**Work to complete:**
For the listing below, give the number of lines that include "false" and add nothing to it.

**Records for this exercise:**

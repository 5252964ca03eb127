//! Document assembly: merge resolved PDFs into one document.
//!
//! Assembly is best-effort. With zero inputs there is no document; with one
//! input its bytes are handed back untouched; with more, every input that
//! can be read and parsed contributes all of its pages, in input order, and
//! the rest are skipped and recorded. Only a failure to serialize the
//! merged document fails the call.

use lopdf::{dictionary, Document, Object, ObjectId};
use std::path::PathBuf;
use std::sync::Arc;

use crate::error::ClipError;
use crate::outcome::Outcome;
use crate::resolver::ResolvedFile;

/// Page attributes a page may inherit from its ancestors in the page tree.
const INHERITABLE: [&[u8]; 4] = [b"Resources", b"MediaBox", b"CropBox", b"Rotate"];

/// Bounds the walk up a (possibly cyclic) page tree.
const MAX_TREE_DEPTH: usize = 64;

/// One input document's bytes and where they came from.
#[derive(Debug, Clone)]
pub struct AssemblyInput {
    pub origin: PathBuf,
    pub bytes: Arc<[u8]>,
}

#[derive(Debug, Clone, Copy, PartialEq, Eq)]
pub enum AssemblyKind {
    /// No inputs; the caller shows nothing.
    Nothing,
    /// Exactly one input, returned as-is.
    Passthrough,
    /// Two or more inputs merged page by page.
    Merged,
}

#[derive(Debug)]
pub struct Assembly {
    pub kind: AssemblyKind,
    pub bytes: Option<Arc<[u8]>>,
    /// Page count of a merged document. Passthrough documents are not parsed.
    pub page_count: Option<usize>,
    /// Inputs that made it into the output, and those that were skipped.
    pub inputs: Outcome<PathBuf>,
}

impl Assembly {
    fn nothing(inputs: Outcome<PathBuf>) -> Self {
        Self {
            kind: AssemblyKind::Nothing,
            bytes: None,
            page_count: None,
            inputs,
        }
    }
}

/// Read the resolved files and assemble them.
pub async fn assemble(files: &[ResolvedFile], pdf_version: &str) -> Result<Assembly, ClipError> {
    let mut inputs = Outcome::new();
    let mut loaded = Vec::with_capacity(files.len());
    for file in files {
        match tokio::fs::read(&file.path).await {
            Ok(bytes) => loaded.push(AssemblyInput {
                origin: file.path.clone(),
                bytes: bytes.into(),
            }),
            Err(e) => inputs.skip(
                file.path.display().to_string(),
                ClipError::PartialMergeFailure {
                    input: file.path.clone(),
                    reason: e.to_string(),
                },
            ),
        }
    }

    if files.len() <= 1 {
        return Ok(match loaded.pop() {
            Some(input) => passthrough(input, inputs),
            None => Assembly::nothing(inputs),
        });
    }

    let version = pdf_version.to_string();
    tokio::task::spawn_blocking(move || merge_inputs(loaded, &version, inputs))
        .await
        .map_err(|e| ClipError::TotalMergeFailure(e.to_string()))?
}

/// Assemble already-loaded inputs.
pub fn assemble_inputs(
    mut inputs: Vec<AssemblyInput>,
    pdf_version: &str,
) -> Result<Assembly, ClipError> {
    match inputs.len() {
        0 => Ok(Assembly::nothing(Outcome::new())),
        1 => Ok(passthrough(inputs.remove(0), Outcome::new())),
        _ => merge_inputs(inputs, pdf_version, Outcome::new()),
    }
}

fn passthrough(input: AssemblyInput, mut record: Outcome<PathBuf>) -> Assembly {
    record.push(input.origin);
    Assembly {
        kind: AssemblyKind::Passthrough,
        bytes: Some(input.bytes),
        page_count: None,
        inputs: record,
    }
}

fn merge_inputs(
    inputs: Vec<AssemblyInput>,
    pdf_version: &str,
    mut record: Outcome<PathBuf>,
) -> Result<Assembly, ClipError> {
    let total = inputs.len();
    let mut merger = Merger::new(pdf_version);
    for (i, input) in inputs.into_iter().enumerate() {
        match merger.append(&input.bytes) {
            Ok(pages) => {
                tracing::debug!(
                    input = %input.origin.display(),
                    pages,
                    "merged input {}/{}",
                    i + 1,
                    total
                );
                record.push(input.origin);
            }
            Err(e) => record.skip(
                input.origin.display().to_string(),
                ClipError::PartialMergeFailure {
                    input: input.origin.clone(),
                    reason: e.to_string(),
                },
            ),
        }
    }
    let page_count = merger.page_count();
    let bytes = merger.finish()?;
    tracing::info!(
        pages = page_count,
        merged = record.success_count(),
        skipped = record.skip_count(),
        "assembled document"
    );
    Ok(Assembly {
        kind: AssemblyKind::Merged,
        bytes: Some(bytes.into()),
        page_count: Some(page_count),
        inputs: record,
    })
}

/// Builds one PDF out of the pages of several others.
pub struct Merger {
    doc: Document,
    pages_id: ObjectId,
    kids: Vec<Object>,
}

impl Merger {
    pub fn new(pdf_version: &str) -> Self {
        let mut doc = Document::with_version(pdf_version);
        let pages_id = doc.new_object_id();
        Self {
            doc,
            pages_id,
            kids: Vec::new(),
        }
    }

    pub fn page_count(&self) -> usize {
        self.kids.len()
    }

    /// Parse `bytes` and append all of its pages. Returns the number of
    /// pages added. On error nothing is added.
    pub fn append(&mut self, bytes: &[u8]) -> Result<usize, lopdf::Error> {
        let src = Document::load_mem(bytes)?;
        Ok(self.append_document(src))
    }

    /// Append every page of `src`, in its own page order.
    pub fn append_document(&mut self, mut src: Document) -> usize {
        let original_pages: Vec<ObjectId> = src.get_pages().into_values().collect();
        for &page_id in &original_pages {
            inherit_attributes(&mut src, page_id);
        }

        src.renumber_objects_with(self.doc.max_id + 1);
        let page_ids: Vec<ObjectId> = src.get_pages().into_values().collect();
        let src_max = src
            .objects
            .keys()
            .map(|(id, _)| *id)
            .max()
            .unwrap_or(src.max_id);

        for (id, object) in src.objects {
            if is_type(&object, b"Catalog") || is_type(&object, b"Pages") {
                continue;
            }
            self.doc.objects.insert(id, object);
        }
        self.doc.max_id = self.doc.max_id.max(src_max);

        for &page_id in &page_ids {
            if let Ok(page) = self
                .doc
                .get_object_mut(page_id)
                .and_then(Object::as_dict_mut)
            {
                page.set("Parent", Object::Reference(self.pages_id));
            }
            self.kids.push(Object::Reference(page_id));
        }
        page_ids.len()
    }

    /// Write the page tree and catalog, then serialize.
    pub fn finish(mut self) -> Result<Vec<u8>, ClipError> {
        let count = self.kids.len() as i64;
        self.doc.objects.insert(
            self.pages_id,
            Object::Dictionary(dictionary! {
                "Type" => "Pages",
                "Kids" => self.kids,
                "Count" => count,
            }),
        );
        let catalog_id = self.doc.add_object(dictionary! {
            "Type" => "Catalog",
            "Pages" => self.pages_id,
        });
        self.doc.trailer.set("Root", catalog_id);

        let mut out = Vec::new();
        self.doc
            .save_to(&mut out)
            .map_err(|e| ClipError::TotalMergeFailure(e.to_string()))?;
        Ok(out)
    }
}

fn is_type(object: &Object, type_name: &[u8]) -> bool {
    object
        .as_dict()
        .ok()
        .and_then(|d| d.get(b"Type").ok())
        .and_then(|t| t.as_name().ok())
        .is_some_and(|name| name == type_name)
}

/// Copy attributes the page inherits from its ancestors onto the page
/// itself, so it keeps them once re-parented under a new page tree.
fn inherit_attributes(doc: &mut Document, page_id: ObjectId) {
    let Ok(page) = doc.get_dictionary(page_id) else {
        return;
    };
    let mut missing: Vec<&[u8]> = INHERITABLE
        .iter()
        .copied()
        .filter(|key| !page.has(key))
        .collect();
    let mut parent = page.get(b"Parent").and_then(Object::as_reference).ok();

    let mut inherited: Vec<(&[u8], Object)> = Vec::new();
    let mut depth = 0;
    while let Some(node_id) = parent {
        if missing.is_empty() || depth >= MAX_TREE_DEPTH {
            break;
        }
        let Ok(node) = doc.get_dictionary(node_id) else {
            break;
        };
        missing.retain(|key| match node.get(key) {
            Ok(value) => {
                inherited.push((*key, value.clone()));
                false
            }
            Err(_) => true,
        });
        parent = node.get(b"Parent").and_then(Object::as_reference).ok();
        depth += 1;
    }

    if inherited.is_empty() {
        return;
    }
    if let Ok(page) = doc.get_object_mut(page_id).and_then(Object::as_dict_mut) {
        for (key, value) in inherited {
            page.set(key.to_vec(), value);
        }
    }
}
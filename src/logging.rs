//! Diagnostics to stderr.
//!
//! `RUST_LOG` wins when set; otherwise the level comes from the number of
//! `-v` flags. Stdout is left to command output.

use tracing_subscriber::{fmt, prelude::*, EnvFilter};

/// Filter directive for a `-v` count: 0 = warn, 1 = info, 2 = debug, 3+ = trace.
pub fn default_directive(verbose: u8) -> &'static str {
    match verbose {
        0 => "clip_harness=warn,clips=warn",
        1 => "clip_harness=info,clips=info",
        2 => "clip_harness=debug,clips=debug",
        _ => "trace",
    }
}

/// Install the global subscriber. Calling it twice is harmless.
pub fn init(verbose: u8) {
    let filter = EnvFilter::try_from_default_env()
        .unwrap_or_else(|_| EnvFilter::new(default_directive(verbose)));
    let _ = tracing_subscriber::registry()
        .with(
            fmt::layer()
                .with_writer(std::io::stderr)
                .with_target(verbose >= 2),
        )
        .with(filter)
        .try_init();
}
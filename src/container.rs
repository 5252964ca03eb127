//! File containers: the folders a resolver searches for artifacts.
//!
//! [`FileContainer`] is the seam between the resolver and storage. The
//! built-in [`DirContainer`] wraps one directory on the local filesystem;
//! tests and embedders can supply their own implementation.

use async_trait::async_trait;
use std::path::{Path, PathBuf};

use crate::error::ClipError;

/// A flat collection of named files.
#[async_trait]
pub trait FileContainer: Send + Sync {
    /// Human-readable label used in logs.
    fn label(&self) -> String;

    /// Whether a file with exactly this name exists.
    async fn contains(&self, name: &str) -> bool;

    /// All file names, in the container's native enumeration order.
    async fn names(&self) -> Result<Vec<String>, ClipError>;

    /// Location of `name` for later reading.
    fn locate(&self, name: &str) -> PathBuf;

    /// Read the named file's bytes.
    async fn read(&self, name: &str) -> Result<Vec<u8>, ClipError>;
}

/// A directory on the local filesystem.
#[derive(Debug, Clone)]
pub struct DirContainer {
    dir: PathBuf,
}

/// Whether `name` names an entry directly inside a container: no path
/// separators, no `.` or `..`, nothing but a final path component.
pub fn is_plain_name(name: &str) -> bool {
    !name.contains(['/', '\\'])
        && Path::new(name).file_name().and_then(|n| n.to_str()) == Some(name)
}

impl DirContainer {
    /// Open `dir`, failing with [`ClipError::MissingSubfolder`] if it is
    /// not a directory.
    pub fn open(dir: impl Into<PathBuf>) -> Result<Self, ClipError> {
        let dir = dir.into();
        if !dir.is_dir() {
            return Err(crate::metadata::missing_subfolder(&dir));
        }
        Ok(Self { dir })
    }
}

#[async_trait]
impl FileContainer for DirContainer {
    fn label(&self) -> String {
        self.dir.display().to_string()
    }

    async fn contains(&self, name: &str) -> bool {
        if !is_plain_name(name) {
            return false;
        }
        tokio::fs::metadata(self.dir.join(name))
            .await
            .map(|m| m.is_file())
            .unwrap_or(false)
    }

    async fn names(&self) -> Result<Vec<String>, ClipError> {
        let mut entries = tokio::fs::read_dir(&self.dir)
            .await
            .map_err(|e| ClipError::io(&self.dir, e))?;
        let mut names = Vec::new();
        while let Some(entry) = entries
            .next_entry()
            .await
            .map_err(|e| ClipError::io(&self.dir, e))?
        {
            let is_file = entry
                .file_type()
                .await
                .map(|t| t.is_file())
                .unwrap_or(false);
            if is_file {
                names.push(entry.file_name().to_string_lossy().to_string());
            }
        }
        Ok(names)
    }

    fn locate(&self, name: &str) -> PathBuf {
        self.dir.join(name)
    }

    async fn read(&self, name: &str) -> Result<Vec<u8>, ClipError> {
        let path = self.locate(name);
        if !is_plain_name(name) {
            return Err(ClipError::io(
                path,
                std::io::Error::new(std::io::ErrorKind::InvalidInput, "not a plain file name"),
            ));
        }
        tokio::fs::read(&path)
            .await
            .map_err(|e| ClipError::io(path, e))
    }
}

**Exercise result:**
4